Die Kehrseite der Selbstversorgung
Ein Jahr später folgte die Ernüchterung. Meine Tochter gedieh prächtig, wohl nicht zuletzt dank der Pommes und Schokoriegel, die mein Mann ihr bei jeder Gelegenheit kaufte. Gemüse ass sie nur noch, wenn ganz viel Butter drauf war. Aber das war jetzt nur noch in zweiter Linie wichtig. In erster Linie zählte, etwas Zeit zu finden, um mit ihr zu spielen. Und manchmal schlicht auch etwas Zeit, um zu schlafen. Das Freilaufgehege der Kaninchen war doch nicht so solide, wie es schien. Erst einmal buddelten die Langohren dermassen, dass wir bald jeden Tag junge Kaninchen einfangen mussten - immerhin eine ganz interessante Sportart, mit viel Bücken und Durch-die-Büsche-kriechen, doch, doch, beim Kanincheneinfangen wird man fit! Schliesslich haben wir dann die Drahtgeflechte so weit in den Boden eingegraben, dass die Gehege ausbruchsicher schienen. Jedoch täuschte der Eindruck. Sie waren vielleicht ausbruchsicher, aber keinesfalls einbruchsicher - jedenfalls nicht für die hungrige Fuchsmutter mit zwei halbwüchsigen Jungen. Und so waren eines Morgens die Kaninchen verschwunden.
Auch sonst wuchs mir das Ganze langsam, aber sicher über den Kopf. Der Rasen verwandelte sich in eine struppige Wiese, meine Pelargoniensammlung litt Hunger und Durst, die Tomaten im Gewächshaus gaben den Geist auf. Der Ententeich war nur noch eine Schlammbrühe, und die Hühner sassen alle beim Brüten, weil ich sie nicht mehr jeden Morgen aus den Nistkästen scheuchen möchte. Derweil machten sich die Fasanenmännchen über die frisch geschlüpften Küken her, und der Pfau frass alle Wellensittiche. Die Weiden dorrten in der Sommerhitze, das Gemüse schoss auf. Meine Tochter ass alle grünen Erdbeeren auf, weil sie die roten unter dem Unkraut nicht finden könnte. Ich wusste nicht mehr, wo anfangen und was zuerst anpacken.
Bild (Stöh Grünig): Die Arbeit in einem Selbstversorgarten sollte man nicht unterschätzen. Die Belohnungen in Form von von beispielsweise leckeren Kartoffeln entschädigen aber für den Aufwand.

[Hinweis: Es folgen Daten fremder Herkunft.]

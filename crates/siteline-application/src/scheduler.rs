//! Batch scheduler - time-gated flushing of the submission backlog.
//!
//! The only persisted state is the watermark (`last_batch_sent_at`). A flush
//! is due when `now - watermark >= batch_interval`; a missing watermark counts
//! as zero, so a backlog left by a previous process is flushed on start-up.
//! The scheduler polls at the retry policy's interval (a quarter of the batch
//! interval by default). A failed send leaves the watermark alone, which makes
//! the very next poll due again.

use crate::recorder::Recorder;
use crate::sender::OutboundSender;
use crate::session_manager::SessionManager;
use chrono::SecondsFormat;
use siteline_core::clock::Clock;
use siteline_core::payload::{BatchSubmitPayload, PendingBatch};
use siteline_core::record::{Record, record_data};
use siteline_core::retry::RetryPolicy;
use siteline_core::storage::keys;
use std::sync::{Arc, Mutex};
use std::time::Duration;
use tokio::task::JoinHandle;
use tokio::time::MissedTickBehavior;
use tokio_util::sync::CancellationToken;
use uuid::Uuid;

/// What a tick or a forced flush did.
#[derive(Debug, Clone, PartialEq, Eq)]
pub enum FlushOutcome {
    /// Batch delivery is switched off or has no endpoint
    Disabled,
    /// The batch interval has not elapsed since the watermark
    NotDue,
    /// Due, but the backlog is empty
    Empty,
    /// Another flush is still in flight
    InFlight,
    /// Retry attempts are exhausted; waiting out the cooldown
    CoolingDown,
    Sent { batch_id: String, count: usize },
    Failed {
        batch_id: String,
        count: usize,
        error: String,
    },
}

impl FlushOutcome {
    pub fn is_sent(&self) -> bool {
        matches!(self, Self::Sent { .. })
    }
}

#[derive(Debug, Default)]
struct FailureState {
    consecutive: u32,
    last_failure_ms: Option<i64>,
}

pub struct BatchScheduler {
    recorder: Arc<Recorder>,
    sender: OutboundSender,
    sessions: Arc<SessionManager>,
    clock: Arc<dyn Clock>,
    site: String,
    batch_interval_ms: i64,
    policy: RetryPolicy,
    enabled: bool,
    failures: Mutex<FailureState>,
    in_flight: tokio::sync::Mutex<()>,
}

impl BatchScheduler {
    #[allow(clippy::too_many_arguments)]
    pub fn new(
        recorder: Arc<Recorder>,
        sender: OutboundSender,
        sessions: Arc<SessionManager>,
        clock: Arc<dyn Clock>,
        site: impl Into<String>,
        batch_interval: Duration,
        policy: RetryPolicy,
        enabled: bool,
    ) -> Self {
        let enabled = enabled && sender.endpoints().batch_url.is_some();
        Self {
            recorder,
            sender,
            sessions,
            clock,
            site: site.into(),
            batch_interval_ms: i64::try_from(batch_interval.as_millis()).unwrap_or(i64::MAX),
            policy,
            enabled,
            failures: Mutex::new(FailureState::default()),
            in_flight: tokio::sync::Mutex::new(()),
        }
    }

    pub fn policy(&self) -> &RetryPolicy {
        &self.policy
    }

    /// Epoch millis of the last successful batch, if any.
    pub fn watermark(&self) -> Option<i64> {
        self.recorder.store().get(keys::LAST_BATCH_SENT_AT)
    }

    /// Whether a flush is due at `now_ms`.
    pub fn is_due_at(&self, now_ms: i64) -> bool {
        let watermark = self.watermark().unwrap_or(0);
        now_ms.saturating_sub(watermark) >= self.batch_interval_ms
    }

    pub fn is_due(&self) -> bool {
        self.is_due_at(self.clock.now_millis())
    }

    /// Consecutive failed attempts since the last success.
    pub fn consecutive_failures(&self) -> u32 {
        self.failures().consecutive
    }

    fn failures(&self) -> std::sync::MutexGuard<'_, FailureState> {
        self.failures.lock().unwrap_or_else(|e| e.into_inner())
    }

    /// One scheduler poll: flush if due and permitted by the retry policy.
    pub async fn tick(&self) -> FlushOutcome {
        if !self.enabled {
            return FlushOutcome::Disabled;
        }
        let now_ms = self.clock.now_millis();
        if !self.is_due_at(now_ms) {
            return FlushOutcome::NotDue;
        }
        if !self.retry_permitted(now_ms) {
            return FlushOutcome::CoolingDown;
        }
        self.flush().await
    }

    fn retry_permitted(&self, now_ms: i64) -> bool {
        let mut failures = self.failures();
        if self.policy.allows_attempt(failures.consecutive) {
            return true;
        }
        let cooldown_ms = i64::try_from(self.policy.cooldown.as_millis()).unwrap_or(i64::MAX);
        let since_failure = now_ms.saturating_sub(failures.last_failure_ms.unwrap_or(0));
        if since_failure >= cooldown_ms {
            tracing::info!("[BatchScheduler] Cooldown over, resuming batch attempts");
            *failures = FailureState::default();
            true
        } else {
            false
        }
    }

    /// Sends the backlog now, regardless of due-ness.
    ///
    /// Single-flight: a call made while another flush is awaiting the
    /// collector returns [`FlushOutcome::InFlight`] without sending.
    pub async fn flush(&self) -> FlushOutcome {
        if !self.enabled {
            return FlushOutcome::Disabled;
        }
        let Ok(_flight) = self.in_flight.try_lock() else {
            tracing::debug!("[BatchScheduler] Flush already in flight");
            return FlushOutcome::InFlight;
        };

        let backlog = self.recorder.submissions();
        if backlog.is_empty() {
            return FlushOutcome::Empty;
        }

        let record_ids: Vec<String> = backlog.iter().map(|r| r.record_id().to_string()).collect();
        let batch_id = self.batch_id_for(&record_ids);
        let store = self.recorder.store();
        store.put(
            keys::PENDING_BATCH,
            &PendingBatch {
                batch_id: batch_id.clone(),
                record_ids: record_ids.clone(),
                started_at: self.clock.now_millis(),
            },
        );

        let count = backlog.len();
        let sent_at = self.clock.now().to_rfc3339_opts(SecondsFormat::Millis, true);
        let payload =
            BatchSubmitPayload::new(batch_id.clone(), self.site.clone(), sent_at, backlog);

        match self.sender.send_batch(&payload).await {
            Ok(_) => {
                let remaining = self.recorder.acknowledge_submissions(&record_ids);
                store.put(keys::LAST_BATCH_SENT_AT, &self.clock.now_millis());
                store.remove(keys::PENDING_BATCH);
                *self.failures() = FailureState::default();
                tracing::info!(
                    "[BatchScheduler] Batch {} delivered ({} submissions, {} remaining)",
                    batch_id,
                    count,
                    remaining
                );
                FlushOutcome::Sent { batch_id, count }
            }
            Err(e) => {
                let now_ms = self.clock.now_millis();
                let attempts = {
                    let mut failures = self.failures();
                    failures.consecutive = failures.consecutive.saturating_add(1);
                    failures.last_failure_ms = Some(now_ms);
                    failures.consecutive
                };
                self.recorder.record_internal(Record::new(
                    "batch_submit_failed",
                    Default::default(),
                    self.sessions.session_id(),
                    record_data([
                        ("batch_id", batch_id.clone()),
                        ("count", count.to_string()),
                        ("attempt", attempts.to_string()),
                        ("error", e.to_string()),
                    ]),
                    self.clock.now(),
                ));
                tracing::warn!(
                    "[BatchScheduler] Batch {} failed (attempt {}), backlog retained: {}",
                    batch_id,
                    attempts,
                    e
                );
                FlushOutcome::Failed {
                    batch_id,
                    count,
                    error: e.to_string(),
                }
            }
        }
    }

    /// Reuses the pending batch id when retrying the exact same backlog.
    fn batch_id_for(&self, record_ids: &[String]) -> String {
        match self.recorder.store().get::<PendingBatch>(keys::PENDING_BATCH) {
            Some(pending) if pending.record_ids == record_ids => pending.batch_id,
            _ => Uuid::new_v4().to_string(),
        }
    }

    /// Spawns the polling loop. The first poll runs immediately.
    ///
    /// The loop stops when `cancel` fires.
    pub fn spawn(self: &Arc<Self>, cancel: CancellationToken) -> JoinHandle<()> {
        let scheduler = Arc::clone(self);
        tokio::spawn(async move {
            let mut ticker = tokio::time::interval(scheduler.policy.interval);
            ticker.set_missed_tick_behavior(MissedTickBehavior::Delay);
            tracing::info!(
                "[BatchScheduler] Polling every {:?} (batch interval {} ms)",
                scheduler.policy.interval,
                scheduler.batch_interval_ms
            );
            loop {
                tokio::select! {
                    _ = cancel.cancelled() => {
                        tracing::debug!("[BatchScheduler] Stopped");
                        break;
                    }
                    _ = ticker.tick() => {
                        let outcome = scheduler.tick().await;
                        tracing::debug!("[BatchScheduler] Tick: {:?}", outcome);
                    }
                }
            }
        })
    }
}
use anyhow::Result;
use colored::Colorize;
use siteline_application::Siteline;
use std::time::Duration;

/// Runs a session with background batching until Ctrl-C or the deadline.
pub async fn run(siteline: &Siteline, duration_secs: Option<u64>) -> Result<()> {
    siteline.init();
    let session_id = siteline.sessions().session_id();
    println!("{}", format!("Session {} started", session_id).green());
    println!("{}", "Press Ctrl-C to stop.".bright_black());

    match duration_secs {
        Some(secs) => {
            tokio::select! {
                _ = tokio::signal::ctrl_c() => {}
                _ = tokio::time::sleep(Duration::from_secs(secs)) => {}
            }
        }
        None => tokio::signal::ctrl_c().await?,
    }

    if let Some(session) = siteline.end_session() {
        println!(
            "{}",
            format!(
                "Session {} ended after {} ms",
                session.id,
                session.duration_ms.unwrap_or_default()
            )
            .green()
        );
    }
    siteline.teardown();
    println!(
        "{}",
        format!("Backlog left: {}", siteline.status().backlog).bright_black()
    );
    Ok(())
}
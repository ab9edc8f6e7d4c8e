//! Session domain module.
//!
//! # Module Structure
//!
//! - `model`: Session entity and lifecycle state (`Session`, `SessionState`)

mod model;

pub use model::{Session, SessionState, generate_session_id};
pub mod context;
pub mod flush;
pub mod purge;
pub mod record;
pub mod run;
pub mod status;

use siteline_core::record::PageId;

/// Parses a `key=value` argument.
pub fn parse_field(arg: &str) -> Result<(String, String), String> {
    match arg.split_once('=') {
        Some((key, value)) if !key.is_empty() => Ok((key.to_string(), value.to_string())),
        _ => Err(format!("expected key=value, got '{}'", arg)),
    }
}

/// Reads `--page`: URL paths map to their page id, anything else is taken as is.
pub fn page_arg(arg: &str) -> PageId {
    if arg.starts_with('/') {
        PageId::from_path(arg)
    } else {
        PageId::new(arg)
    }
}
use anyhow::Result;
use chrono::{DateTime, SecondsFormat};
use colored::Colorize;
use siteline_application::Siteline;

pub fn show(siteline: &Siteline, json: bool) -> Result<()> {
    let status = siteline.status();
    if json {
        println!("{}", serde_json::to_string_pretty(&status)?);
        return Ok(());
    }

    println!("{}", "=== Siteline ===".bright_magenta().bold());
    println!("Site:        {}", siteline.config().site);
    println!("Backlog:     {}", status.backlog.to_string().bold());
    let watermark = status
        .last_batch_sent_at
        .and_then(DateTime::from_timestamp_millis)
        .map(|at| at.to_rfc3339_opts(SecondsFormat::Secs, true))
        .unwrap_or_else(|| "never".to_string());
    println!("Last batch:  {}", watermark);
    if status.batch_due {
        println!("Batch due:   {}", "yes".yellow());
    } else {
        println!("Batch due:   {}", "no".green());
    }
    match &status.session {
        Some(session) => println!("Session:     {} ({})", session.id, status.session_state),
        None => println!("Session:     {}", status.session_state),
    }
    println!("Sessions:    {} completed", status.completed_sessions);

    if status.categories.is_empty() {
        println!("{}", "No analytics recorded".bright_black());
    } else {
        println!("{}", "Analytics:".bright_cyan());
        for (category, count) in &status.categories {
            println!("  {:<14} {}", category, count);
        }
    }
    Ok(())
}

Die Aussengehege kamen bald weg. Und die grossen Kaninchenställe überliessen wir einem älteren Nachbarn, der fortan dort auf eigene Faust seine Kaninchen züchtete und als Gegenleistung dafür bei unseren Hühnern und Vögeln etwas Ordnung schaffte und die Voliere putzte. Und ich versuchte, wenigstens den Gemüsegarten einigermassen in Schuss zu halten. Wenn schon Selbstversorger, dann wäre die tierlose Option grundsätzlich gewiss einfacher. Ein paar Hühner würde man aber trotzdem brauchen für den Mist, denn Hühnermist ist noch immer der beste Dünger. Aber Kaninchen? Oder gar grössere Tiere zum Schlachten? Nachdem ich einige Male geholfen hatte, Kaninchen zu schlachten und auszunehmen, nahm ich Abstand von dieser Idee.